▶ _WHAT IS EXPECTED_: Could you repeat the records below exactly as written?

[Collected data entries]

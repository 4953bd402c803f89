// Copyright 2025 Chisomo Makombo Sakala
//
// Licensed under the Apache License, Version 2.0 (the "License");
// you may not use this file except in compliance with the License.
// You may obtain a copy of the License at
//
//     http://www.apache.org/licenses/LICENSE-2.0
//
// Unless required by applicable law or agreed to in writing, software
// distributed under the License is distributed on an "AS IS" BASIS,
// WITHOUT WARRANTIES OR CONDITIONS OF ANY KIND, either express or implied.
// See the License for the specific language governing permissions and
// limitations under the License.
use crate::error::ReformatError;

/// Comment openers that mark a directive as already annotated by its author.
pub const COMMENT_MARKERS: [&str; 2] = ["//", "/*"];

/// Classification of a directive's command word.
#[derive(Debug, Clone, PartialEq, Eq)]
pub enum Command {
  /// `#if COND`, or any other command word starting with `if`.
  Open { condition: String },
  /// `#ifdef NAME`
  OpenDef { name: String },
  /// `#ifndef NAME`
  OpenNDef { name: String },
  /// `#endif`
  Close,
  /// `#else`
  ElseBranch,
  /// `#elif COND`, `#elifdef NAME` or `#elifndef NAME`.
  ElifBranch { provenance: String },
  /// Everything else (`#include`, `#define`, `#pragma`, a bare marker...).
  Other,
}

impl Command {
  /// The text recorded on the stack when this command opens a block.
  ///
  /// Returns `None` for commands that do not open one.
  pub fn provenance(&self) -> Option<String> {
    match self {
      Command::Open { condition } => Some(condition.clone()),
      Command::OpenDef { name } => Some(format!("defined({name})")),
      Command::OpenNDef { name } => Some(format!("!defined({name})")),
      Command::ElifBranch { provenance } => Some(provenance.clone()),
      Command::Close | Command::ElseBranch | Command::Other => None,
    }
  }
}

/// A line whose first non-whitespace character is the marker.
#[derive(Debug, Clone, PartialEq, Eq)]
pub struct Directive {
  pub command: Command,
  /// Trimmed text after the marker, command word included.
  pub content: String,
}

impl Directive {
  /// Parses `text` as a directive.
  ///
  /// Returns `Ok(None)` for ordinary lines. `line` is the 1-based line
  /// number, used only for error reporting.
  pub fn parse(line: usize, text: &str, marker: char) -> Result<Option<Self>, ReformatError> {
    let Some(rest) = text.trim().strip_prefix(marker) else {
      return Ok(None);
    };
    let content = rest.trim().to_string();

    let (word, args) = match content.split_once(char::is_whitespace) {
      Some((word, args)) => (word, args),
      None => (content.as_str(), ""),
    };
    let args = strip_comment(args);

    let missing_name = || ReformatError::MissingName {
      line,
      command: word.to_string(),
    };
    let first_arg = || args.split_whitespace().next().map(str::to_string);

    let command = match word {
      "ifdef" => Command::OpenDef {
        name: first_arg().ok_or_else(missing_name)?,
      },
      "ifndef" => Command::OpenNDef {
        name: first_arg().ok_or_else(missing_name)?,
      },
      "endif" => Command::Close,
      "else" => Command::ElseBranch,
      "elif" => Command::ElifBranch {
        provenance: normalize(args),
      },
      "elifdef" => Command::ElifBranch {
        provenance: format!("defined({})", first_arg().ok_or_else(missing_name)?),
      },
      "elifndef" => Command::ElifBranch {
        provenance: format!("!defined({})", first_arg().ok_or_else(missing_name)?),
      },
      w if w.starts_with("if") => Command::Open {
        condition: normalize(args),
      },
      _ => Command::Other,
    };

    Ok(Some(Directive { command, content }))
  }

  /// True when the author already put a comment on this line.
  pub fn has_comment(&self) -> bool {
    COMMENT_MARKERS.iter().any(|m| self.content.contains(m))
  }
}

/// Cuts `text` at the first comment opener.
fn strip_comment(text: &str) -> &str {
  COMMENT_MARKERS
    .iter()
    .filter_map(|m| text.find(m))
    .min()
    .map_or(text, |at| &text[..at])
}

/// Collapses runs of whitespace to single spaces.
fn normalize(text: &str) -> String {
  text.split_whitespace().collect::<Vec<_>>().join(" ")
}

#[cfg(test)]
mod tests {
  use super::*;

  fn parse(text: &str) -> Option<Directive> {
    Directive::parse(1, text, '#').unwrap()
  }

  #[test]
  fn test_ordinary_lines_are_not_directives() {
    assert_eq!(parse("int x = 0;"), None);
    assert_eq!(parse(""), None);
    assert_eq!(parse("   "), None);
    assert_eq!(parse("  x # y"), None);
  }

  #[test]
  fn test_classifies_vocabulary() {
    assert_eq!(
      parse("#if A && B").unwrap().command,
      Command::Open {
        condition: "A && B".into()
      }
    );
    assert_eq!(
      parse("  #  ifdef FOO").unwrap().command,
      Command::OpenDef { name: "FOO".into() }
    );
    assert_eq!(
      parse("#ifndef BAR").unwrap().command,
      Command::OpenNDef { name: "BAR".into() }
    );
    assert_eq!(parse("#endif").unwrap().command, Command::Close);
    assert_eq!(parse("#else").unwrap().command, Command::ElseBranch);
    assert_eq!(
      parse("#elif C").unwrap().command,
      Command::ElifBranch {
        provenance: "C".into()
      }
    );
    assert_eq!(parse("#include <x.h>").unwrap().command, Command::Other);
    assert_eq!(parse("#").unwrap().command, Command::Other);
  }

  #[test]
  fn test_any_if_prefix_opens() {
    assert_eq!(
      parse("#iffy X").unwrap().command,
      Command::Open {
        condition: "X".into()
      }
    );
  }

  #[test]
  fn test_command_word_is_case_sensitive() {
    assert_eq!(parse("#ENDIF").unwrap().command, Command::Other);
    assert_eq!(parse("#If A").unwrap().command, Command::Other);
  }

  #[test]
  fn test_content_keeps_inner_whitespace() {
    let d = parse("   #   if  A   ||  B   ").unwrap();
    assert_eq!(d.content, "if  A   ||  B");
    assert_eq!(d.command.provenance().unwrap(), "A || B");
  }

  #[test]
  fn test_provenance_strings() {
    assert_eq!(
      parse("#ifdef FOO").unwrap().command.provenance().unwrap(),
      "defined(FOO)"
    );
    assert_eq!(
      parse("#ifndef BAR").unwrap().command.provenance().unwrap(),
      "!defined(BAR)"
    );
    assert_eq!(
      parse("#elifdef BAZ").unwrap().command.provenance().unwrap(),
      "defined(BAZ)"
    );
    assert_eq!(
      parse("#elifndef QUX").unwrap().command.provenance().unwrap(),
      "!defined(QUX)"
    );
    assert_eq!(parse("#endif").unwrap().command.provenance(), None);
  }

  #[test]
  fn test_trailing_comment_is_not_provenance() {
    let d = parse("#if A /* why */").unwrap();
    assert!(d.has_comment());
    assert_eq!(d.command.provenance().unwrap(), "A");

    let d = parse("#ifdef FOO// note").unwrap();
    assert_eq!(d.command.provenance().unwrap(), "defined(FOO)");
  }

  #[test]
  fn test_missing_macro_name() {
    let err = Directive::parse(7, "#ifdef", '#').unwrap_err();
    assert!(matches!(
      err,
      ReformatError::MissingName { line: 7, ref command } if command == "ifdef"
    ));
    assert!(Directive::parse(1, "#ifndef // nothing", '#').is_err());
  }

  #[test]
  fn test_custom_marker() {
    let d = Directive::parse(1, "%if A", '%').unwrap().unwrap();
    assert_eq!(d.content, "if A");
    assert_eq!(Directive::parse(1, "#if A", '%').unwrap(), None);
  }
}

▶ _REPLY_:
repository 4953bd402c803f89
// Copyright 2025 Chisomo Makombo Sakala
//
// Licensed under the Apache License, Version 2.0 (the "License");
// you may not use this file except in compliance with the License.
// You may obtain a copy of the License at
//
//     http://www.apache.org/licenses/LICENSE-2.0
//
// Unless required by applicable law or agreed to in writing, software
// distributed under the License is distributed on an "AS IS" BASIS,
// WITHOUT WARRANTIES OR CONDITIONS OF ANY KIND, either express or implied.
// See the License for the specific language governing permissions and
// limitations under the License.
use crate::error::ReformatError;

/// Comment openers that mark a directive as already annotated by its author.
pub const COMMENT_MARKERS: [&str; 2] = ["//", "/*"];

/// Classification of a directive's command word.
#[derive(Debug, Clone, PartialEq, Eq)]
pub enum Command {
  /// `#if COND`, or any other command word starting with `if`.
  Open { condition: String },
  /// `#ifdef NAME`
  OpenDef { name: String },
  /// `#ifndef NAME`
  OpenNDef { name: String },
  /// `#endif`
  Close,
  /// `#else`
  ElseBranch,
  /// `#elif COND`, `#elifdef NAME` or `#elifndef NAME`.
  ElifBranch { provenance: String },
  /// Everything else (`#include`, `#define`, `#pragma`, a bare marker...).
  Other,
}

impl Command {
  /// The text recorded on the stack when this command opens a block.
  ///
  /// Returns `None` for commands that do not open one.
  pub fn provenance(&self) -> Option<String> {
    match self {
      Command::Open { condition } => Some(condition.clone()),
      Command::OpenDef { name } => Some(format!("defined({name})")),
      Command::OpenNDef { name } => Some(format!("!defined({name})")),
      Command::ElifBranch { provenance } => Some(provenance.clone()),
      Command::Close | Command::ElseBranch | Command::Other => None,
    }
  }
}

/// A line whose first non-whitespace character is the marker.
#[derive(Debug, Clone, PartialEq, Eq)]
pub struct Directive {
  pub command: Command,
  /// Trimmed text after the marker, command word included.
  pub content: String,
}

impl Directive {
  /// Parses `text` as a directive.
  ///
  /// Returns `Ok(None)` for ordinary lines. `line` is the 1-based line
  /// number, used only for error reporting.
  pub fn parse(line: usize, text: &str, marker: char) -> Result<Option<Self>, ReformatError> {
    let Some(rest) = text.trim().strip_prefix(marker) else {
      return Ok(None);
    };
    let content = rest.trim().to_string();

    let (word, args) = match content.split_once(char::is_whitespace) {
      Some((word, args)) => (word, args),
      None => (content.as_str(), ""),
    };
    let args = strip_comment(args);

    let missing_name = || ReformatError::MissingName {
      line,
      command: word.to_string(),
    };
    let first_arg = || args.split_whitespace().next().map(str::to_string);

    let command = match word {
      "ifdef" => Command::OpenDef {
        name: first_arg().ok_or_else(missing_name)?,
      },
      "ifndef" => Command::OpenNDef {
        name: first_arg().ok_or_else(missing_name)?,
      },
      "endif" => Command::Close,
      "else" => Command::ElseBranch,
      "elif" => Command::ElifBranch {
        provenance: normalize(args),
      },
      "elifdef" => Command::ElifBranch {
        provenance: format!("defined({})", first_arg().ok_or_else(missing_name)?),
      },
      "elifndef" => Command::ElifBranch {
        provenance: format!("!defined({})", first_arg().ok_or_else(missing_name)?),
      },
      w if w.starts_with("if") => Command::Open {
        condition: normalize(args),
      },
      _ => Command::Other,
    };

    Ok(Some(Directive { command, content }))
  }

  /// True when the author already put a comment on this line.
  pub fn has_comment(&self) -> bool {
    COMMENT_MARKERS.iter().any(|m| self.content.contains(m))
  }
}

/// Cuts `text` at the first comment opener.
fn strip_comment(text: &str) -> &str {
  COMMENT_MARKERS
    .iter()
    .filter_map(|m| text.find(m))
    .min()
    .map_or(text, |at| &text[..at])
}

/// Collapses runs of whitespace to single spaces.
fn normalize(text: &str) -> String {
  text.split_whitespace().collect::<Vec<_>>().join(" ")
}

#[cfg(test)]
mod tests {
  use super::*;

  fn parse(text: &str) -> Option<Directive> {
    Directive::parse(1, text, '#').unwrap()
  }

  #[test]
  fn test_ordinary_lines_are_not_directives() {
    assert_eq!(parse("int x = 0;"), None);
    assert_eq!(parse(""), None);
    assert_eq!(parse("   "), None);
    assert_eq!(parse("  x # y"), None);
  }

  #[test]
  fn test_classifies_vocabulary() {
    assert_eq!(
      parse("#if A && B").unwrap().command,
      Command::Open {
        condition: "A && B".into()
      }
    );
    assert_eq!(
      parse("  #  ifdef FOO").unwrap().command,
      Command::OpenDef { name: "FOO".into() }
    );
    assert_eq!(
      parse("#ifndef BAR").unwrap().command,
      Command::OpenNDef { name: "BAR".into() }
    );
    assert_eq!(parse("#endif").unwrap().command, Command::Close);
    assert_eq!(parse("#else").unwrap().command, Command::ElseBranch);
    assert_eq!(
      parse("#elif C").unwrap().command,
      Command::ElifBranch {
        provenance: "C".into()
      }
    );
    assert_eq!(parse("#include <x.h>").unwrap().command, Command::Other);
    assert_eq!(parse("#").unwrap().command, Command::Other);
  }

  #[test]
  fn test_any_if_prefix_opens() {
    assert_eq!(
      parse("#iffy X").unwrap().command,
      Command::Open {
        condition: "X".into()
      }
    );
  }

  #[test]
  fn test_command_word_is_case_sensitive() {
    assert_eq!(parse("#ENDIF").unwrap().command, Command::Other);
    assert_eq!(parse("#If A").unwrap().command, Command::Other);
  }

  #[test]
  fn test_content_keeps_inner_whitespace() {
    let d = parse("   #   if  A   ||  B   ").unwrap();
    assert_eq!(d.content, "if  A   ||  B");
    assert_eq!(d.command.provenance().unwrap(), "A || B");
  }

  #[test]
  fn test_provenance_strings() {
    assert_eq!(
      parse("#ifdef FOO").unwrap().command.provenance().unwrap(),
      "defined(FOO)"
    );
    assert_eq!(
      parse("#ifndef BAR").unwrap().command.provenance().unwrap(),
      "!defined(BAR)"
    );
    assert_eq!(
      parse("#elifdef BAZ").unwrap().command.provenance().unwrap(),
      "defined(BAZ)"
    );
    assert_eq!(
      parse("#elifndef QUX").unwrap().command.provenance().unwrap(),
      "!defined(QUX)"
    );
    assert_eq!(parse("#endif").unwrap().command.provenance(), None);
  }

  #[test]
  fn test_trailing_comment_is_not_provenance() {
    let d = parse("#if A /* why */").unwrap();
    assert!(d.has_comment());
    assert_eq!(d.command.provenance().unwrap(), "A");

    let d = parse("#ifdef FOO// note").unwrap();
    assert_eq!(d.command.provenance().unwrap(), "defined(FOO)");
  }

  #[test]
  fn test_missing_macro_name() {
    let err = Directive::parse(7, "#ifdef", '#').unwrap_err();
    assert!(matches!(
      err,
      ReformatError::MissingName { line: 7, ref command } if command == "ifdef"
    ));
    assert!(Directive::parse(1, "#ifndef // nothing", '#').is_err());
  }

  #[test]
  fn test_custom_marker() {
    let d = Directive::parse(1, "%if A", '%').unwrap().unwrap();
    assert_eq!(d.content, "if A");
    assert_eq!(Directive::parse(1, "#if A", '%').unwrap(), None);
  }
}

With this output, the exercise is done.